In the past few months, our headlines have been dominated by all the key stories of the 2011 fall: Steve Jobs' death, a devastating earthquake in Turkey, the Cardinals winning the World Series, Herman Cain's sexual allegations, and...Missouri leaving the Big 12 to join the SEC?
Colorado, Nebraska, Texas A&M, TCU, Boise State, and West Virginia are a few of the other schools that have either switched conferences recently or who are in the process of doing so. In all those cases, the process was fairly predictable: a few rumors, a confirmation, some bickering between the competing conferences about the terms, then the story dies.

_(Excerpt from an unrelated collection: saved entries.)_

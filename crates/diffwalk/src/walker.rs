//! Depth-first, pre-order walker, generic over `WalkerFs`.
//!
//! Siblings are visited in ascending name order and each directory is
//! emitted before anything inside it. The walk keeps an explicit stack with
//! one frame per open directory; a frame holds that directory's sorted,
//! not-yet-visited children.

use std::path::{Path, PathBuf};

use tokio_util::sync::CancellationToken;

use crate::filter::PathFilter;
use crate::options::WalkOptions;
use crate::{EntryKind, SinkError, WalkError, WalkSink, WalkerDirEntry, WalkerError, WalkerFs};

/// One emitted entry, as returned by `Walker::collect`.
#[derive(Debug, Clone, PartialEq, Eq, Hash)]
pub struct WalkEntry {
    /// Slash-separated path relative to the walk root.
    pub path: String,
    pub kind: EntryKind,
}

/// Open directory on the walk stack.
struct Frame {
    path: String,
    children: std::vec::IntoIter<(String, EntryKind)>,
}

/// Async filtered walker.
///
/// # Examples
/// ```ignore
/// use diffwalk::{LocalFs, WalkOptions, Walker};
///
/// let entries = Walker::new(&LocalFs::new(), "/srv/context")
///     .with_options(WalkOptions::new().exclude("target").exclude("!target/keep"))
///     .collect()
///     .await?;
/// ```
pub struct Walker<'a, F: WalkerFs> {
    fs: &'a F,
    root: PathBuf,
    options: WalkOptions,
    cancel: Option<CancellationToken>,
}

impl<'a, F: WalkerFs> Walker<'a, F> {
    /// Create a walker rooted at `root`. The root itself is never emitted.
    pub fn new(fs: &'a F, root: impl AsRef<Path>) -> Self {
        Self {
            fs,
            root: root.as_ref().to_path_buf(),
            options: WalkOptions::default(),
            cancel: None,
        }
    }

    /// Set walk options.
    pub fn with_options(mut self, options: WalkOptions) -> Self {
        self.options = options;
        self
    }

    /// Stop the walk with `WalkError::Cancelled` once `token` fires. Checked
    /// before every directory listing and every sink call.
    pub fn with_cancellation(mut self, token: CancellationToken) -> Self {
        self.cancel = Some(token);
        self
    }

    /// Walk the tree, reporting emitted entries to `sink`.
    ///
    /// Entries already reported stay reported if the walk fails part way.
    pub async fn walk<S: WalkSink + ?Sized>(self, sink: &mut S) -> Result<(), WalkError> {
        let filter = PathFilter::new(&self.options)?;
        tracing::debug!(
            root = %self.root.display(),
            whitelist = filter.is_whitelist(),
            patterns = self.options.exclude_patterns.len(),
            "walk started"
        );

        self.check_cancelled()?;
        let children = self
            .list_sorted(&self.root)
            .await
            .map_err(|source| WalkError::List {
                path: self.root.display().to_string(),
                source,
            })?;

        let mut stack = vec![Frame {
            path: String::new(),
            children,
        }];
        let mut emitted = 0usize;

        while let Some(frame) = stack.last_mut() {
            let Some((name, kind)) = frame.children.next() else {
                stack.pop();
                continue;
            };
            let path = if frame.path.is_empty() {
                name
            } else {
                format!("{}/{}", frame.path, name)
            };

            let decision = filter.decide(&path, kind);
            tracing::trace!(
                path = %path,
                %kind,
                emit = decision.emit,
                descend = decision.descend,
                "visit"
            );

            if decision.emit {
                self.check_cancelled()?;
                sink.visit(&path, kind, None).map_err(WalkError::Sink)?;
                emitted += 1;
            }

            if !kind.is_dir() {
                continue;
            }
            if !decision.descend {
                tracing::debug!(path = %path, "pruned");
                continue;
            }

            self.check_cancelled()?;
            match self.list_sorted(&self.root.join(&path)).await {
                Ok(children) => stack.push(Frame { path, children }),
                Err(err) => {
                    tracing::warn!(path = %path, error = %err, "failed to list directory");
                    self.check_cancelled()?;
                    if let Err(reason) = sink.visit(&path, EntryKind::Directory, Some(&err)) {
                        tracing::debug!(path = %path, %reason, "sink declined listing error");
                        return Err(WalkError::List { path, source: err });
                    }
                }
            }
        }

        tracing::debug!(root = %self.root.display(), emitted, "walk finished");
        Ok(())
    }

    /// Collect every emitted entry. Listing failures below the root are
    /// skipped.
    pub async fn collect(self) -> Result<Vec<WalkEntry>, WalkError> {
        let mut entries = Vec::new();
        let mut sink =
            |path: &str, kind: EntryKind, err: Option<&WalkerError>| -> Result<(), SinkError> {
                if err.is_none() {
                    entries.push(WalkEntry {
                        path: path.to_string(),
                        kind,
                    });
                }
                Ok(())
            };
        self.walk(&mut sink).await?;
        Ok(entries)
    }

    fn check_cancelled(&self) -> Result<(), WalkError> {
        match &self.cancel {
            Some(token) if token.is_cancelled() => {
                tracing::debug!(root = %self.root.display(), "walk cancelled");
                Err(WalkError::Cancelled)
            }
            _ => Ok(()),
        }
    }

    /// List `dir` and sort by name. The listing is fully consumed here, so no
    /// handle stays open while children are walked.
    async fn list_sorted(
        &self,
        dir: &Path,
    ) -> Result<std::vec::IntoIter<(String, EntryKind)>, WalkerError> {
        let mut children: Vec<(String, EntryKind)> = self
            .fs
            .list_dir(dir)
            .await?
            .into_iter()
            .map(|e| (e.name().to_string(), e.kind()))
            .collect();
        children.sort_by(|a, b| a.0.cmp(&b.0));
        Ok(children.into_iter())
    }
}

/// Walk `root` with `options`, reporting to `sink`.
pub async fn walk<F, S>(
    fs: &F,
    root: impl AsRef<Path>,
    options: &WalkOptions,
    sink: &mut S,
) -> Result<(), WalkError>
where
    F: WalkerFs,
    S: WalkSink + ?Sized,
{
    Walker::new(fs, root)
        .with_options(options.clone())
        .walk(sink)
        .await
}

But not so with Missouri. For whatever reasons, this story has consisted of endless speculation, lots of ambiguity, a new story any time someone with a tie to Missouri threw out any sort of opinion on the matter. Our own SB Nation Kansas City has produced its own lengthy story streams about Missouri's conference realignment. Maybe that says something about the media, but I think it also says something about the way the university has handled the situation.
To continue with the analogy Big 12 Commissioner Chuck Neinas started, Missouri has handled this whole thing like the popular girl considering all her prom options. The problem I see is that Missouri isn't the popular girl. She's certainly not the most beautiful in the class.
Men's football and basketball are the biggest sports bread winners, so it makes sense that accountability would start there. Missouri football has beaten Texas and Oklahoma a grand total of once in the last decade. They didn't win the Big 12 Championship once during that span, although they played in the championship twice.
In basketball, the men's team won the Big 12 tournament once in basketball from 2000 to 2010 (even though they did not win the regular season that year). From 2000 to 2010, Missouri men's basketball competed in the NCAA tournament a respectably mediocre six times.
I keep hearing the laments of the Kansas-Missouri rivalry ending, so I decided to do some research. Turns out, the Tigers have lost five straight and ten of their last 11 to the Jayhawks on the basketball court. Since 2000, the Tigers have beaten the Jayhawks six times in 26 attempts. Some rivalry. Sounds like USC-Notre Dame in football.
Consider these facts up against Missouri's likely replacement in the Big 12, West Virginia. The Mountaineers may reside further away and lack some of the emotional history with teams like Kansas and Oklahoma, but you cannot argue with the success of their programs in the last decade.
West Virginia played in and won BCS games in 2004 and 2007. From 2005 to 2008, the Mountaineers won four straight bowl games. In basketball, they may be even more successful. Since 2005, West Virginia has played into the NCAA Sweet 16 four times, the Elite Eight twice, and the Final Four in 2010. During that span, the Mountaineers missed the NCAA Tournament only once, in 2007.
All things considered, the high-maintenance Missouri Tigers really won't be missed all that much by the Big 12.